Task to carry out: Reply with one number: the count of lines in the records below that hold "shout".

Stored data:
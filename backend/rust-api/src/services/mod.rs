use mongodb::Client as MongoClient;
use std::sync::Arc;

use crate::config::Config;

pub mod adaptive;
pub mod agent_service;
pub mod attempt_service;
pub mod fallback;
pub mod learner_store;
pub mod parser;
pub mod quota;
pub mod reasoning;
pub mod tools;

use self::agent_service::AgentService;
use self::attempt_service::AttemptService;
use self::learner_store::{LearnerStore, MongoLearnerStore};
use self::quota::QuotaGovernor;
use self::reasoning::{GeminiClient, ReasoningClient};

pub struct AppState {
    pub config: Config,
    pub store: Arc<dyn LearnerStore>,
    pub agent: Arc<AgentService>,
    pub quota: Arc<QuotaGovernor>,
}

impl AppState {
    pub async fn new(config: Config, mongo_client: MongoClient) -> anyhow::Result<Self> {
        let mongo = mongo_client.database(&config.mongo_database);
        tracing::info!(database = %config.mongo_database, "MongoDB database selected");

        let store: Arc<dyn LearnerStore> = Arc::new(MongoLearnerStore::new(mongo));
        let client: Arc<dyn ReasoningClient> = Arc::new(GeminiClient::new(
            config.ai_api_url.clone(),
            config.ai_api_key.clone(),
            config.ai_model.clone(),
        ));

        Ok(Self::with_parts(config, store, client))
    }

    /// Wire the state from explicit collaborators. Production uses
    /// [`AppState::new`]; tests inject fakes here.
    pub fn with_parts(
        config: Config,
        store: Arc<dyn LearnerStore>,
        client: Arc<dyn ReasoningClient>,
    ) -> Self {
        let quota = Arc::new(QuotaGovernor::new(config.ai_daily_call_limit));
        let agent = Arc::new(AgentService::new(client, store.clone(), quota.clone()));

        Self {
            config,
            store,
            agent,
            quota,
        }
    }

    pub fn attempt_service(&self) -> AttemptService {
        AttemptService::new(
            self.store.clone(),
            self.agent.clone(),
            self.config.questions_per_session,
        )
    }
}
// Copyright 2026 the Soliloquy Authors
// SPDX-License-Identifier: Apache-2.0 OR MIT

//! Rich text layout for tagged dialogue.
//!
//! Soliloquy converts a list of tagged text fragments (plain text
//! interleaved with inline markup and embeddable objects) into a fully
//! positioned glyph stream and a rasterized image. Data flows strictly
//! forward through a small pipeline:
//!
//! 1. [Tokenization](Content) of markup into typed [`Token`]s.
//! 2. Segmentation of the token stream into styled paragraphs via a
//!    style-inheritance stack, producing [`TextStyle`] snapshots, the
//!    hyperlink target map and the instant-reveal marker.
//! 3. Shaping of each (style, text) run through an external
//!    [`FontInstance`], cached per font identifier by [`FontContext`].
//! 4. Greedy [line breaking](layout) and horizontal/vertical placement
//!    (indentation, justification, line spacing).
//! 5. Compositing: drop shadows, outlines and a final fill pass drawn in
//!    order onto a [`tiny_skia::Pixmap`].
//!
//! The whole pipeline runs inside [`Layout::new`]; a failed layout never
//! exposes partial state. [`Text`] caches one layout per (width, height)
//! budget the way an outer displayable would.
//!
//! Font rasterization, glyph metrics and GPU upload are external
//! collaborators, reached through the [`FontInstance`], [`FontLoader`] and
//! [`EmbedHost`] traits.

pub use peniko;
pub use tiny_skia;

mod composite;
mod embed;
mod error;
mod resolve;
mod shape;
mod text;
mod token;

pub mod layout;
pub mod style;

#[cfg(test)]
mod tests;

pub use embed::{EmbedHost, EmbedId, NoEmbeds};
pub use error::LayoutError;
pub use layout::Layout;
pub use shape::{FontContext, FontInstance, FontLoader, ShapeParams, ShapedGlyph};
pub use style::{Alignment, LinkStyle, Outline, StyleSet, TextStyle};
pub use text::Text;
pub use token::{Content, Token};
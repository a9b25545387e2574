// Copyright 2026 the Soliloquy Authors
// SPDX-License-Identifier: Apache-2.0 OR MIT

use core::fmt;

use hashbrown::HashMap;
use peniko::Color;
use peniko::color::palette;

use super::{Alignment, Outline, TextStyle};

/// Idle/hover style pair resolved for one hyperlink target.
#[derive(Clone, PartialEq, Debug)]
pub struct LinkStyle {
    /// Style applied while the link is not focused.
    pub idle: TextStyle,
    /// Style applied while the link is the focused one.
    pub hover: TextStyle,
}

type HyperlinkStyler = dyn Fn(&str) -> LinkStyle + Send + Sync;

/// Style environment for one text object: the default segment style, named
/// presets, paragraph-level placement options and the outline/drop-shadow
/// configuration.
pub struct StyleSet {
    default: TextStyle,
    presets: HashMap<String, TextStyle>,
    hyperlink_styler: Option<Box<HyperlinkStyler>>,
    /// Horizontal alignment of lines.
    pub alignment: Alignment,
    /// Indentation of the first line of each paragraph.
    pub first_indent: f32,
    /// Indentation of every subsequent line.
    pub rest_indent: f32,
    /// Extra vertical space between lines.
    pub line_spacing: f32,
    /// Extra vertical space between paragraphs; defaults to `line_spacing`
    /// when unset, so paragraph spacing is uniform with line spacing.
    pub paragraph_spacing: Option<f32>,
    /// Outline strokes drawn beneath the final fill pass.
    pub outlines: Vec<Outline>,
    /// Drop shadow offsets, drawn beneath the outlines.
    pub drop_shadows: Vec<(f32, f32)>,
    /// Color of every drop shadow.
    pub drop_shadow_color: Color,
}

impl StyleSet {
    /// Creates a style set with the given default segment style.
    pub fn new(default: TextStyle) -> Self {
        Self {
            default,
            presets: HashMap::new(),
            hyperlink_styler: None,
            alignment: Alignment::Start,
            first_indent: 0.0,
            rest_indent: 0.0,
            line_spacing: 0.0,
            paragraph_spacing: None,
            outlines: Vec::new(),
            drop_shadows: Vec::new(),
            drop_shadow_color: palette::css::BLACK,
        }
    }

    /// The style applied to all text unless overridden by markup.
    pub fn default_style(&self) -> &TextStyle {
        &self.default
    }

    /// Registers a named preset, selectable with a bare `{name}` tag.
    pub fn add_preset(&mut self, name: impl Into<String>, style: TextStyle) {
        self.presets.insert(name.into(), style);
    }

    /// Looks up a named preset.
    pub fn preset(&self, name: &str) -> Option<&TextStyle> {
        self.presets.get(name)
    }

    /// Installs the hyperlink style resolver consulted for every `a=` tag.
    pub fn set_hyperlink_styler(
        &mut self,
        styler: impl Fn(&str) -> LinkStyle + Send + Sync + 'static,
    ) {
        self.hyperlink_styler = Some(Box::new(styler));
    }

    /// Resolves the idle/hover styles for a link target, falling back to the
    /// ambient segment style when no styler is configured.
    pub(crate) fn link_style(&self, target: &str, ambient: &TextStyle) -> LinkStyle {
        match &self.hyperlink_styler {
            Some(styler) => styler(target),
            None => LinkStyle {
                idle: ambient.clone(),
                hover: ambient.clone(),
            },
        }
    }
}

impl Default for StyleSet {
    fn default() -> Self {
        Self::new(TextStyle::default())
    }
}

impl fmt::Debug for StyleSet {
    fn fmt(&self, f: &mut fmt::Formatter<'_>) -> fmt::Result {
        f.debug_struct("StyleSet")
            .field("default", &self.default)
            .field("presets", &self.presets)
            .field("alignment", &self.alignment)
            .field("first_indent", &self.first_indent)
            .field("rest_indent", &self.rest_indent)
            .field("line_spacing", &self.line_spacing)
            .field("paragraph_spacing", &self.paragraph_spacing)
            .field("outlines", &self.outlines)
            .field("drop_shadows", &self.drop_shadows)
            .field("drop_shadow_color", &self.drop_shadow_color)
            .finish_non_exhaustive()
    }
}
// Copyright 2026 the Soliloquy Authors
// SPDX-License-Identifier: Apache-2.0 OR MIT

//! Tests for style-stack segmentation.

use peniko::color::{palette, parse_color, Srgb};

use crate::error::LayoutError;
use crate::resolve::{segment, Run, SegmentKind, Segmented};
use crate::style::{LinkStyle, StyleSet, TextStyle};
use crate::token::{tokenize, Content};

fn seg_with(markup: &str, styles: &StyleSet, focused: Option<u32>) -> Segmented {
    let tokens = tokenize(&[Content::Markup(markup.into())]).unwrap();
    segment(&tokens, styles, focused).unwrap()
}

fn seg(markup: &str) -> Segmented {
    seg_with(markup, &StyleSet::default(), None)
}

fn seg_err(markup: &str) -> LayoutError {
    let tokens = tokenize(&[Content::Markup(markup.into())]).unwrap();
    segment(&tokens, &StyleSet::default(), None).unwrap_err()
}

fn style_of(run: &Run) -> &TextStyle {
    match &run.segment {
        SegmentKind::Styled(style) => style,
        SegmentKind::Embed(_) => panic!("expected a styled run"),
    }
}

#[test]
fn style_changes_split_runs() {
    let out = seg("Hello {b}world{/b}!");
    assert_eq!(out.paragraphs.len(), 1);
    let runs = &out.paragraphs[0];
    assert_eq!(runs.len(), 3);
    assert_eq!(runs[0].text, "Hello ");
    assert!(!style_of(&runs[0]).bold);
    assert_eq!(runs[1].text, "world");
    assert!(style_of(&runs[1]).bold);
    assert_eq!(runs[2].text, "!");
    assert!(!style_of(&runs[2]).bold);
}

#[test]
fn closing_reverts_to_the_parent_snapshot() {
    let out = seg("{b}{i}x{/i}{/b}y");
    let runs = &out.paragraphs[0];
    let inner = style_of(&runs[0]);
    assert!(inner.bold && inner.italic);
    assert_eq!(style_of(&runs[1]), &TextStyle::default());
}

#[test]
fn empty_paragraphs_are_normalized_to_a_space() {
    let out = seg("a\n\nb");
    assert_eq!(out.paragraphs.len(), 3);
    assert_eq!(out.paragraphs[1].len(), 1);
    assert_eq!(out.paragraphs[1][0].text, " ");
}

#[test]
fn p_tag_matches_a_newline() {
    assert_eq!(seg("a{p}b"), seg("a\nb"));
}

#[test]
fn empty_input_yields_one_blank_paragraph() {
    let out = segment(&[], &StyleSet::default(), None).unwrap();
    assert_eq!(out.paragraphs.len(), 1);
    assert_eq!(out.paragraphs[0][0].text, " ");
}

#[test]
fn hyperlink_ids_are_dense_and_ordered() {
    let out = seg("{a=one}x{/a} {a=two}y{/a}");
    assert_eq!(out.hyperlink_targets, vec!["one", "two"]);
    let runs = &out.paragraphs[0];
    assert_eq!(style_of(&runs[0]).hyperlink, Some(1));
    assert_eq!(style_of(&runs[1]).hyperlink, None);
    assert_eq!(style_of(&runs[2]).hyperlink, Some(2));
}

#[test]
fn focused_link_takes_the_hover_variant() {
    let mut styles = StyleSet::default();
    styles.set_hyperlink_styler(|_| LinkStyle {
        idle: TextStyle {
            color: palette::css::RED,
            ..TextStyle::default()
        },
        hover: TextStyle {
            color: palette::css::BLUE,
            ..TextStyle::default()
        },
    });
    let out = seg_with("{a=one}x{/a}{a=two}y{/a}", &styles, Some(2));
    let runs = &out.paragraphs[0];
    assert_eq!(style_of(&runs[0]).color, palette::css::RED);
    assert_eq!(style_of(&runs[1]).color, palette::css::BLUE);
}

#[test]
fn text_after_a_link_is_unstyled() {
    let out = seg("{a=one}x{/a}tail");
    let runs = &out.paragraphs[0];
    assert_eq!(style_of(&runs[1]), &TextStyle::default());
}

#[test]
fn popping_the_base_style_is_unbalanced() {
    assert_eq!(
        seg_err("{b}bold{/b}{/b}"),
        LayoutError::UnbalancedTag("b".into())
    );
}

#[test]
fn unknown_tags_are_rejected() {
    assert_eq!(seg_err("{frob}x{/frob}"), LayoutError::UnknownTag("frob".into()));
}

#[test]
fn bare_tags_select_presets() {
    let mut styles = StyleSet::default();
    let shout = TextStyle {
        bold: true,
        size: 28,
        ..TextStyle::default()
    };
    styles.add_preset("shout", shout.clone());
    let out = seg_with("{shout}HI{/shout}ok", &styles, None);
    let runs = &out.paragraphs[0];
    assert_eq!(style_of(&runs[0]), &shout);
    assert_eq!(style_of(&runs[1]), &TextStyle::default());
}

#[test]
fn relative_sizes_nest_and_revert() {
    let out = seg("{size=24}a{size=+4}b{size=-4}c{/size}{/size}{/size}d");
    let runs = &out.paragraphs[0];
    assert_eq!(style_of(&runs[0]).size, 24);
    assert_eq!(style_of(&runs[1]).size, 28);
    assert_eq!(style_of(&runs[2]).size, 24);
    assert_eq!(style_of(&runs[3]).size, TextStyle::default().size);
}

#[test]
fn malformed_sizes_are_rejected() {
    assert_eq!(
        seg_err("{size=big}"),
        LayoutError::MalformedAttribute {
            tag: "size".into(),
            value: "big".into(),
        }
    );
}

#[test]
fn valueless_attribute_tags_are_rejected() {
    assert_eq!(
        seg_err("{font}"),
        LayoutError::MalformedAttribute {
            tag: "font".into(),
            value: String::new(),
        }
    );
}

#[test]
fn color_values_are_parsed_as_css() {
    let out = seg("{color=#ff0000}x{/color}");
    let expected = parse_color("#ff0000").unwrap().to_alpha_color::<Srgb>();
    assert_eq!(style_of(&out.paragraphs[0][0]).color, expected);
}

#[test]
fn malformed_colors_are_rejected() {
    assert_eq!(
        seg_err("{color=notacolor}"),
        LayoutError::MalformedAttribute {
            tag: "color".into(),
            value: "notacolor".into(),
        }
    );
}

#[test]
fn plain_clears_decorations_but_keeps_the_rest() {
    let out = seg("{color=#00f}{b}{i}{plain}x{/plain}{/i}{/b}{/color}");
    let style = style_of(&out.paragraphs[0][0]);
    assert!(!style.bold && !style.italic && !style.underline && !style.strikethrough);
    let blue = parse_color("#00f").unwrap().to_alpha_color::<Srgb>();
    assert_eq!(style.color, blue);
}

#[test]
fn start_marker_counts_emitted_runs() {
    let out = seg("ab {_start}cd");
    assert_eq!(out.start_run, Some(1));
    // The marker leaves the style stack alone.
    assert_eq!(style_of(&out.paragraphs[0][1]), &TextStyle::default());
}

#[test]
fn last_start_marker_wins() {
    let out = seg("a{_start}b{_start}c");
    assert_eq!(out.start_run, Some(2));
}

#[test]
fn start_marker_counts_across_paragraphs() {
    let out = seg("a\nb{_start}c");
    assert_eq!(out.start_run, Some(2));
}

#[test]
fn timing_tags_are_geometry_neutral() {
    let out = seg("{w}a{fast}b{nw}");
    let runs = &out.paragraphs[0];
    assert_eq!(runs.len(), 2);
    assert_eq!(style_of(&runs[0]), &TextStyle::default());
    assert_eq!(style_of(&runs[1]), &TextStyle::default());
}

#[test]
fn decoration_tags_stack() {
    let out = seg("{u}{s}x{/s}{/u}");
    let style = style_of(&out.paragraphs[0][0]);
    assert!(style.underline && style.strikethrough);
}
// Copyright 2026 the Soliloquy Authors
// SPDX-License-Identifier: Apache-2.0 OR MIT

//! Font service interface and the shared font cache.

use core::fmt;
use std::sync::{Arc, Mutex, PoisonError};

use hashbrown::HashMap;
use peniko::Color;
use tiny_skia::Pixmap;

use crate::error::LayoutError;
use crate::layout::Glyph;

/// Parameters a font needs to shape or draw a run.
#[derive(Clone, Copy, PartialEq, Debug)]
pub struct ShapeParams {
    /// Font size.
    pub size: i32,
    /// Bold synthesis/selection.
    pub bold: bool,
    /// Italic synthesis/selection.
    pub italic: bool,
    /// Stroke width for outline passes; zero for shaping and fill drawing.
    pub outline_width: f32,
}

/// A single shaped glyph as returned by the font service.
#[derive(Clone, Copy, PartialEq, Debug)]
pub struct ShapedGlyph {
    /// The character this glyph renders.
    pub ch: char,
    /// Horizontal advance in pixels.
    pub advance: f32,
    /// Distance from the baseline to the glyph's top extent.
    pub ascent: f32,
    /// Distance from the baseline to the glyph's bottom extent.
    pub descent: f32,
}

/// External font collaborator: shapes strings and rasterizes placed glyphs.
///
/// Implementations wrap whatever font stack the host uses; the layout engine
/// only needs per-glyph advances and vertical extents, and the ability to
/// draw glyphs it has already positioned.
pub trait FontInstance: Send + Sync {
    /// Shapes `text` with the given parameters, one record per character.
    fn shape(&self, params: &ShapeParams, text: &str) -> Vec<ShapedGlyph>;

    /// Draws already-placed glyphs onto `surface`. Each glyph's (x, y) is a
    /// baseline position; `(x, y)` here is a whole-run offset added on top.
    /// `params.outline_width` selects stroked rendering for outline passes.
    fn draw(
        &self,
        surface: &mut Pixmap,
        x: f32,
        y: f32,
        color: Color,
        glyphs: &[Glyph],
        params: &ShapeParams,
    );
}

/// Loads fonts by identifier on cache miss.
pub trait FontLoader: Send + Sync {
    /// Loads the font named by `id`.
    fn load(&self, id: &str) -> Result<Arc<dyn FontInstance>, LayoutError>;
}

impl<F> FontLoader for F
where
    F: Fn(&str) -> Result<Arc<dyn FontInstance>, LayoutError> + Send + Sync,
{
    fn load(&self, id: &str) -> Result<Arc<dyn FontInstance>, LayoutError> {
        self(id)
    }
}

/// A font cache designed to be a single per-process resource shared by
/// concurrent layouts.
///
/// Fonts are keyed by identifier, populated lazily on first use and never
/// evicted here; eviction, if any, belongs to the font service. The lock is
/// held across the loader call so lookup-or-insert is atomic per key and two
/// racing layouts cannot load the same font twice.
pub struct FontContext {
    loader: Box<dyn FontLoader>,
    cache: Mutex<HashMap<String, Arc<dyn FontInstance>>>,
}

impl FontContext {
    /// Creates a font cache backed by the given loader.
    pub fn new(loader: impl FontLoader + 'static) -> Self {
        Self {
            loader: Box::new(loader),
            cache: Mutex::new(HashMap::new()),
        }
    }

    /// Returns the cached font for `id`, loading it on first use.
    pub fn get_font(&self, id: &str) -> Result<Arc<dyn FontInstance>, LayoutError> {
        let mut cache = self.cache.lock().unwrap_or_else(PoisonError::into_inner);
        if let Some(font) = cache.get(id) {
            return Ok(font.clone());
        }
        let font = self.loader.load(id)?;
        cache.insert(id.to_owned(), font.clone());
        Ok(font)
    }

    /// Drops every cached font. Intended for tests.
    pub fn clear(&self) {
        self.cache
            .lock()
            .unwrap_or_else(PoisonError::into_inner)
            .clear();
    }
}

impl fmt::Debug for FontContext {
    fn fmt(&self, f: &mut fmt::Formatter<'_>) -> fmt::Result {
        let cached = self
            .cache
            .lock()
            .unwrap_or_else(PoisonError::into_inner)
            .len();
        f.debug_struct("FontContext")
            .field("cached", &cached)
            .finish_non_exhaustive()
    }
}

Result: 4